▶ Task statement
Return all lines in the data where the string "main" can be found.

<<<<

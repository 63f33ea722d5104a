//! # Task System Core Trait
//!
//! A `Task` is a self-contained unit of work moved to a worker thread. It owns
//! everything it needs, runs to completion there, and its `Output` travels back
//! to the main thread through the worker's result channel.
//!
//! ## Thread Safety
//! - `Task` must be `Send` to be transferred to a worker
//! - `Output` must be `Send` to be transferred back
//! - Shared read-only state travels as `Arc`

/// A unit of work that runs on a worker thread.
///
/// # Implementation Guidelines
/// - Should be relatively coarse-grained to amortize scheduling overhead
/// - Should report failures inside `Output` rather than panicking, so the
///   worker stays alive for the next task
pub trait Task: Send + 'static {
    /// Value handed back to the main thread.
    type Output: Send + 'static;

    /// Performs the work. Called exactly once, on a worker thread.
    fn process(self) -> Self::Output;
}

>>>>

▶ Answer to this task
//! to the main thread through the worker's result channel.
    /// Value handed back to the main thread.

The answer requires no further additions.